Elle produit également le courrier d'une psychologue du service de médecine du travail du pôle santé public du CHU de [Localité 3] qui a reçu Mme [H] après son licenciement pour inaptitude définitive. Elle relate que celle-ci a fait état lors de l'entretien d'une dégradation des conditions de travail faisant suite au rachat de l'entreprise ce qui aurait entraîné une scission entre les équipes et l'encadrement de sorte que certains salariés auraient formulé à l'encontre de Mme [H] des propos décrédibilisants, remettant en question ses compétences et ses méthodes managériales auprès de la direction. La fouille de son bureau aurait été un événement source d'une décompensation psychologique ayant nécessité un arrêt maladie.

Mme [H] produit en outre les documents justifiant de son engagement dans le cadre du conflit collectif ayant opposé les salariés d'OBS à cette société à l'occasion du projet de reprise d'une partie de l'activité par la SA Jouve.

Mme [H] produit enfin différentes attestations relatant également l'historique du conflit au moment de la cession de l'activité Cofinoga ainsi que la scission de l'équipe d'encadrement et les comportements qui en sont résultés en particulier à l'égard de Mme [K] [H] qui était l'une des responsables d'unité. Ainsi, une encadrante aurait sciemment mené 'un travail de sape', entraînant dans son sillage une partie des intérimaires, se serait livrée à un dénigrement, aurait émis des jugements ou des sous-entendus sur les modes de fonctionnement notamment de Mme [H], aurait semé la zizanie et créé la suspicion, cherchant à diviser pour mieux régner, produisant un état de malaise, se donnant, aux yeux des intérimaires, un niveau de décision qu'elle n'avait pas, sortant de son rôle de responsable d'unité par des comportements de favoritisme, perturbant le fonctionnement de la production et agissant sur le moral et la motivation des équipes.

De plus, la messagerie de Mme [H] aurait été utilisée à son insu et ses affaires personnelles auraient été fouillées.

Mme [H] établit ainsi l'existence matérielle de faits précis et concordants qui, pris dans leur ensemble, permettent de présumer l'existence d'un harcèlement moral à son encontre.

L'employeur fait quant à lui valoir que s'il a eu connaissance du conflit collectif se déroulant au sein de la société OBS lors du projet de cession, il n'a eu connaissance du détail du conflit et de l'engagement que Mme [H] revendique elle-même que lors de la production des pièces de la demanderesse en première instance. Il observe qu'au vu de ces documents, Mme [H] a elle-même adopté une attitude d'opposition au transfert de son contrat de travail, dans ses rapports avec la société OBS, mais qu'il est parfaitement inexact que la société Jouve aurait mis en place une quelconque stratégie de représailles.

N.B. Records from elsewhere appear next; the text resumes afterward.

//! Redis Manager - queue ingress for the worker binary
//!
//! - Job queue operations (BLPOP)
//! - Result storage and publishing

use std::time::Duration;

use anyhow::{Context, Result};
use redis::aio::MultiplexedConnection;
use redis::AsyncCommands;
use tracing::{info, warn};

use crate::jobs::{RunJob, RunResponse};

/// Redis key constants
pub mod keys {
    /// Run job queue key
    pub const RUN_QUEUE: &str = "runner:queue";

    /// Run result key prefix (for polling)
    pub const RUN_RESULT_PREFIX: &str = "runner:result:";

    /// Run result channel (for pub/sub)
    pub const RUN_RESULT_CHANNEL: &str = "runner:results";
}

const RESULT_EXPIRY_SECS: u64 = 3600; // 1 hour
const RECONNECT_DELAY: Duration = Duration::from_secs(3);

pub struct RedisManager {
    client: redis::Client,
    conn: MultiplexedConnection,
}

impl RedisManager {
    pub async fn connect(redis_url: &str) -> Result<Self> {
        let client = redis::Client::open(redis_url).context("Failed to create Redis client")?;
        let conn = get_connection_with_retry(&client).await?;
        info!("Connected to Redis at {}", redis_url);
        Ok(Self { client, conn })
    }

    /// A second connection for publishing while this one blocks on BLPOP
    pub async fn duplicate(&self) -> Result<Self> {
        let conn = get_connection_with_retry(&self.client).await?;
        Ok(Self {
            client: self.client.clone(),
            conn,
        })
    }

    /// Block until the next well-formed job arrives.
    ///
    /// Malformed payloads are logged and skipped; connection failures reconnect.
    pub async fn pop_job(&mut self) -> Result<RunJob> {
        loop {
            let result: Option<(String, String)> =
                match self.conn.blpop(keys::RUN_QUEUE, 0.0).await {
                    Ok(res) => res,
                    Err(e) => {
                        warn!("Redis BLPOP failed: {}. Reconnecting...", e);
                        self.reconnect().await?;
                        continue;
                    }
                };

            if let Some((_, job_data)) = result {
                match serde_json::from_str::<RunJob>(&job_data) {
                    Ok(job) => return Ok(job),
                    Err(e) => {
                        warn!("Failed to parse job data: {}. Data: {}", e, job_data);
                        continue;
                    }
                }
            }
        }
    }

    /// Store a response with a 1-hour expiry and publish it to subscribers
    pub async fn store_response(&mut self, response: &RunResponse) -> Result<()> {
        let key = format!("{}{}", keys::RUN_RESULT_PREFIX, response.request_id);
        let json = serde_json::to_string(response)?;

        if let Err(e) = self
            .conn
            .set_ex::<_, _, ()>(&key, &json, RESULT_EXPIRY_SECS)
            .await
        {
            warn!("Failed to store result: {}. Reconnecting...", e);
            self.reconnect().await?;
            self.conn
                .set_ex::<_, _, ()>(&key, &json, RESULT_EXPIRY_SECS)
                .await?;
        }

        // There may be no subscribers
        let _ = self
            .conn
            .publish::<_, _, ()>(keys::RUN_RESULT_CHANNEL, &json)
            .await;

        Ok(())
    }

    async fn reconnect(&mut self) -> Result<()> {
        self.conn = get_connection_with_retry(&self.client).await?;
        Ok(())
    }
}

async fn get_connection_with_retry(client: &redis::Client) -> Result<MultiplexedConnection> {
    loop {
        match client.get_multiplexed_async_connection().await {
            Ok(conn) => return Ok(conn),
            Err(e) => {
                warn!(
                    "Failed to connect to Redis: {}. Retrying in {}s...",
                    e,
                    RECONNECT_DELAY.as_secs()
                );
                tokio::time::sleep(RECONNECT_DELAY).await;
            }
        }
    }
}
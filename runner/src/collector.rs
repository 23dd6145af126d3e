//! Output collector
//!
//! Captures one output stream of a sandboxed process up to a fixed byte ceiling.
//! Bytes past the ceiling are read and discarded so the producer never blocks on
//! a full pipe, and the capture is flagged `truncated`. Optionally forwards the
//! retained bytes to a bounded channel; chunks are dropped when it is full.

use std::io;
use std::sync::{Arc, Mutex, MutexGuard};
use std::time::Duration;

use tokio::io::{AsyncRead, AsyncReadExt};
use tokio::sync::mpsc;
use tokio::task::JoinHandle;
use tracing::warn;

const READ_CHUNK: usize = 8192;

#[derive(Debug, Clone, Copy, PartialEq, Eq)]
pub enum StreamKind {
    Stdout,
    Stderr,
}

/// A piece of live output forwarded while the process runs
#[derive(Debug, Clone, PartialEq, Eq)]
pub struct OutputChunk {
    pub kind: StreamKind,
    pub data: Vec<u8>,
}

/// Bytes retained from one stream
#[derive(Debug, Clone, Default, PartialEq, Eq)]
pub struct CapturedStream {
    pub bytes: Vec<u8>,
    pub truncated: bool,
    /// Total bytes produced, including discarded ones
    pub total_bytes: u64,
}

impl CapturedStream {
    pub fn into_string(self) -> String {
        match String::from_utf8(self.bytes) {
            Ok(s) => s,
            Err(e) => String::from_utf8_lossy(e.as_bytes()).into_owned(),
        }
    }

    pub fn as_lossy_str(&self) -> std::borrow::Cow<'_, str> {
        String::from_utf8_lossy(&self.bytes)
    }
}

/// Bounded reader for one stream
pub struct OutputCollector {
    kind: StreamKind,
    limit: usize,
    forward: Option<mpsc::Sender<OutputChunk>>,
}

impl OutputCollector {
    pub fn new(kind: StreamKind, limit: usize) -> Self {
        Self {
            kind,
            limit,
            forward: None,
        }
    }

    pub fn with_forward(mut self, forward: Option<mpsc::Sender<OutputChunk>>) -> Self {
        self.forward = forward;
        self
    }

    /// Read `reader` to EOF, keeping at most `limit` bytes
    pub async fn collect<R: AsyncRead + Unpin>(self, reader: R) -> io::Result<CapturedStream> {
        let shared = Arc::new(Mutex::new(CapturedStream::default()));
        self.collect_into(reader, &shared).await?;
        let captured = std::mem::take(&mut *lock(&shared));
        Ok(captured)
    }

    /// Like [`collect`](Self::collect), appending into `shared` as bytes arrive
    async fn collect_into<R: AsyncRead + Unpin>(
        self,
        mut reader: R,
        shared: &Mutex<CapturedStream>,
    ) -> io::Result<()> {
        let mut chunk = vec![0u8; READ_CHUNK];

        loop {
            let n = reader.read(&mut chunk).await?;
            if n == 0 {
                return Ok(());
            }

            let keep = {
                let mut captured = lock(shared);
                captured.total_bytes += n as u64;
                let room = self.limit - captured.bytes.len();
                let keep = n.min(room);
                if keep < n {
                    captured.truncated = true;
                }
                captured.bytes.extend_from_slice(&chunk[..keep]);
                keep
            };
            if keep == 0 {
                continue;
            }

            if let Some(forward) = &self.forward {
                // Slow consumers lose chunks rather than stall the process
                let _ = forward.try_send(OutputChunk {
                    kind: self.kind,
                    data: chunk[..keep].to_vec(),
                });
            }
        }
    }

    pub fn spawn<R>(self, reader: R) -> CollectorHandle
    where
        R: AsyncRead + Unpin + Send + 'static,
    {
        let captured = Arc::new(Mutex::new(CapturedStream {
            bytes: Vec::with_capacity(self.limit.min(READ_CHUNK)),
            ..CapturedStream::default()
        }));
        let shared = captured.clone();
        let task = tokio::spawn(async move {
            if let Err(e) = self.collect_into(reader, &shared).await {
                warn!("Output stream read failed: {}", e);
                lock(&shared).truncated = true;
            }
        });
        CollectorHandle {
            task: Some(task),
            captured,
        }
    }
}

fn lock(shared: &Mutex<CapturedStream>) -> MutexGuard<'_, CapturedStream> {
    shared.lock().unwrap_or_else(|poisoned| poisoned.into_inner())
}

/// A running collector; bytes read so far stay available even if it never ends
pub struct CollectorHandle {
    task: Option<JoinHandle<()>>,
    captured: Arc<Mutex<CapturedStream>>,
}

impl CollectorHandle {
    /// Wait up to `grace` for the stream to close. True once it has.
    pub async fn wait_closed(&mut self, grace: Duration) -> bool {
        let Some(task) = self.task.as_mut() else {
            return true;
        };
        match tokio::time::timeout(grace, task).await {
            Ok(joined) => {
                if let Err(e) = joined {
                    warn!("Output collector task failed: {}", e);
                    lock(&self.captured).truncated = true;
                }
                self.task = None;
                true
            }
            Err(_) => false,
        }
    }

    /// Stop collecting and return what was captured.
    ///
    /// A stream that is still open is abandoned and reported as truncated.
    pub fn into_captured(mut self) -> CapturedStream {
        if let Some(task) = self.task.take() {
            task.abort();
            lock(&self.captured).truncated = true;
        }
        let captured = std::mem::take(&mut *lock(&self.captured));
        captured
    }
}

/// Wait for a spawned collector once the process is gone.
///
/// A descendant that escaped the process group may still hold the pipe open;
/// after `grace` the capture is abandoned, keeping the bytes read so far.
pub async fn finish(mut handle: CollectorHandle, grace: Duration) -> CapturedStream {
    if !handle.wait_closed(grace).await {
        warn!("Output stream still open {:?} after exit, abandoning", grace);
    }
    handle.into_captured()
}

#[cfg(test)]
mod tests {
    use super::*;
    use tokio::io::AsyncWriteExt;

    #[tokio::test]
    async fn test_collect_under_limit() {
        let collector = OutputCollector::new(StreamKind::Stdout, 64);
        let captured = collector.collect(&b"hello\n"[..]).await.unwrap();

        assert_eq!(captured.bytes, b"hello\n");
        assert!(!captured.truncated);
        assert_eq!(captured.total_bytes, 6);
    }

    #[tokio::test]
    async fn test_truncates_at_exact_ceiling() {
        let data = vec![b'x'; 100_000];
        let collector = OutputCollector::new(StreamKind::Stdout, 1000);
        let captured = collector.collect(&data[..]).await.unwrap();

        assert!(captured.truncated);
        assert_eq!(captured.bytes.len(), 1000);
        assert_eq!(captured.total_bytes, 100_000);
    }

    #[tokio::test]
    async fn test_producer_never_blocks() {
        // A tiny pipe: the writer only finishes if the collector keeps draining
        let (mut writer, reader) = tokio::io::duplex(64);
        let handle = OutputCollector::new(StreamKind::Stderr, 10).spawn(reader);

        writer.write_all(&vec![b'y'; 1 << 20]).await.unwrap();
        drop(writer);

        let captured = finish(handle, Duration::from_secs(5)).await;
        assert_eq!(captured.bytes, vec![b'y'; 10]);
        assert!(captured.truncated);
    }

    #[tokio::test]
    async fn test_forward_drops_when_full() {
        let (tx, mut rx) = mpsc::channel(1);
        let (mut writer, reader) = tokio::io::duplex(4);
        let handle = OutputCollector::new(StreamKind::Stdout, 1024)
            .with_forward(Some(tx))
            .spawn(reader);

        for _ in 0..16 {
            writer.write_all(b"abcd").await.unwrap();
        }
        drop(writer);

        let captured = finish(handle, Duration::from_secs(5)).await;
        assert_eq!(captured.bytes.len(), 64);

        let mut forwarded = 0;
        while let Ok(chunk) = rx.try_recv() {
            assert_eq!(chunk.kind, StreamKind::Stdout);
            forwarded += chunk.data.len();
        }
        assert!(forwarded > 0 && forwarded < 64);
    }

    #[tokio::test]
    async fn test_finish_abandons_open_stream() {
        let (_writer, reader) = tokio::io::duplex(64);
        let handle = OutputCollector::new(StreamKind::Stdout, 16).spawn(reader);

        let captured = finish(handle, Duration::from_millis(50)).await;
        assert!(captured.truncated);
        assert!(captured.bytes.is_empty());
    }

    #[tokio::test]
    async fn test_abandoned_stream_keeps_bytes_read() {
        let (mut writer, reader) = tokio::io::duplex(64);
        let mut handle = OutputCollector::new(StreamKind::Stdout, 1024).spawn(reader);

        writer.write_all(b"important\n").await.unwrap();
        // Writer stays open, like a detached process holding the pipe
        for _ in 0..50 {
            if lock(&handle.captured).total_bytes == 10 {
                break;
            }
            tokio::time::sleep(Duration::from_millis(10)).await;
        }
        assert!(!handle.wait_closed(Duration::from_millis(20)).await);

        let captured = finish(handle, Duration::from_millis(50)).await;
        assert_eq!(captured.bytes, b"important\n");
        assert!(captured.truncated);
        drop(writer);
    }
}
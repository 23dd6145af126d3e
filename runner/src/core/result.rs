use serde::{Deserialize, Serialize};
use std::fmt;

use crate::collector::CapturedStream;

/// Final status of a submission
#[derive(Debug, Clone, Copy, PartialEq, Eq, Serialize, Deserialize)]
#[serde(rename_all = "snake_case")]
pub enum ResultStatus {
    Success,
    /// Exited with a non-zero code
    RuntimeError,
    Timeout,
    MemoryExceeded,
    /// Killed by a signal (segfault, abort, ...) or a process-count breach
    Crashed,
    CompileError,
    /// The language sandbox could not be built (operational)
    BuildFailed,
    /// Failure inside the runner itself (operational)
    InternalError,
}

impl ResultStatus {
    /// Operational failures are the runner's fault, not the submitter's
    pub fn is_operational(&self) -> bool {
        matches!(self, ResultStatus::BuildFailed | ResultStatus::InternalError)
    }
}

impl fmt::Display for ResultStatus {
    fn fmt(&self, f: &mut fmt::Formatter<'_>) -> fmt::Result {
        let s = match self {
            ResultStatus::Success => "success",
            ResultStatus::RuntimeError => "runtime_error",
            ResultStatus::Timeout => "timeout",
            ResultStatus::MemoryExceeded => "memory_exceeded",
            ResultStatus::Crashed => "crashed",
            ResultStatus::CompileError => "compile_error",
            ResultStatus::BuildFailed => "build_failed",
            ResultStatus::InternalError => "internal_error",
        };
        write!(f, "{}", s)
    }
}

/// Outcome of one submission, produced exactly once
#[derive(Debug, Clone, PartialEq, Eq, Serialize, Deserialize)]
pub struct ExecutionResult {
    pub status: ResultStatus,
    #[serde(skip_serializing_if = "Option::is_none")]
    pub exit_code: Option<i32>,
    #[serde(skip_serializing_if = "Option::is_none")]
    pub signal: Option<i32>,
    pub stdout: String,
    pub stderr: String,
    /// Either stream hit the output ceiling
    pub truncated: bool,
    pub stdout_truncated: bool,
    pub stderr_truncated: bool,
    pub elapsed_ms: u64,
    /// Best-effort peak resident memory
    #[serde(skip_serializing_if = "Option::is_none")]
    pub peak_memory_kb: Option<u64>,
    /// Compiler output when the build step ran
    #[serde(skip_serializing_if = "Option::is_none")]
    pub compile_output: Option<String>,
    /// Operator-facing detail (build/internal errors, limit notes)
    #[serde(skip_serializing_if = "Option::is_none")]
    pub message: Option<String>,
}

impl ExecutionResult {
    fn empty(status: ResultStatus) -> Self {
        Self {
            status,
            exit_code: None,
            signal: None,
            stdout: String::new(),
            stderr: String::new(),
            truncated: false,
            stdout_truncated: false,
            stderr_truncated: false,
            elapsed_ms: 0,
            peak_memory_kb: None,
            compile_output: None,
            message: None,
        }
    }

    pub fn internal_error(message: impl Into<String>) -> Self {
        Self {
            message: Some(message.into()),
            ..Self::empty(ResultStatus::InternalError)
        }
    }

    pub fn build_failed(message: impl Into<String>) -> Self {
        Self {
            message: Some(message.into()),
            ..Self::empty(ResultStatus::BuildFailed)
        }
    }

    pub fn compile_error(compile_output: String, elapsed_ms: u64) -> Self {
        Self {
            compile_output: Some(compile_output),
            elapsed_ms,
            ..Self::empty(ResultStatus::CompileError)
        }
    }

    /// Result carrying the captured streams of the run step
    pub fn with_streams(
        status: ResultStatus,
        stdout: CapturedStream,
        stderr: CapturedStream,
    ) -> Self {
        Self {
            truncated: stdout.truncated || stderr.truncated,
            stdout_truncated: stdout.truncated,
            stderr_truncated: stderr.truncated,
            stdout: stdout.into_string(),
            stderr: stderr.into_string(),
            ..Self::empty(status)
        }
    }

    pub fn is_success(&self) -> bool {
        self.status == ResultStatus::Success
    }
}

#[cfg(test)]
mod tests {
    use super::*;

    #[test]
    fn test_status_wire_names() {
        assert_eq!(ResultStatus::MemoryExceeded.to_string(), "memory_exceeded");
        assert_eq!(
            serde_json::to_string(&ResultStatus::CompileError).unwrap(),
            "\"compile_error\""
        );
        assert!(ResultStatus::BuildFailed.is_operational());
        assert!(!ResultStatus::Timeout.is_operational());
    }

    #[test]
    fn test_internal_error_serialization() {
        let result = ExecutionResult::internal_error("boom");
        let json = serde_json::to_value(&result).unwrap();

        assert_eq!(json["status"], "internal_error");
        assert_eq!(json["message"], "boom");
        assert!(json.get("exit_code").is_none());
    }
}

La société Jouve ajoute avoir pris toutes les dispositions nécessaires pour permettre à Mme [H] d'exécuter son contrat de travail dans les meilleures conditions et que celle-ci a été reçue le 17 septembre 2012 par le directeur du développement des ressources humaines, à la suite de la prolongation de son arrêt de travail au cours de l'été 2012 et de ses échanges avec le représentant syndical au comité d'entreprise et membre du CHSCT. De plus, une commission d'enquête aurait été réunie le 12 septembre 2012 afin de faire la lumière sur les accusations de harcèlement portées par un certain nombre de salariés du site Jouve [Localité 2] à l'encontre de Madame [C] [D] et de Mme [D] [B]. Or les auditions et témoignages n'auraient pas permis de déterminer le moindre fait relevant du harcèlement moral notamment au préjudice de Mme [H] mais plutôt un antagonisme collectif d'un groupe de salariés contre un autre, chacun apportant ses témoignages contradictoires.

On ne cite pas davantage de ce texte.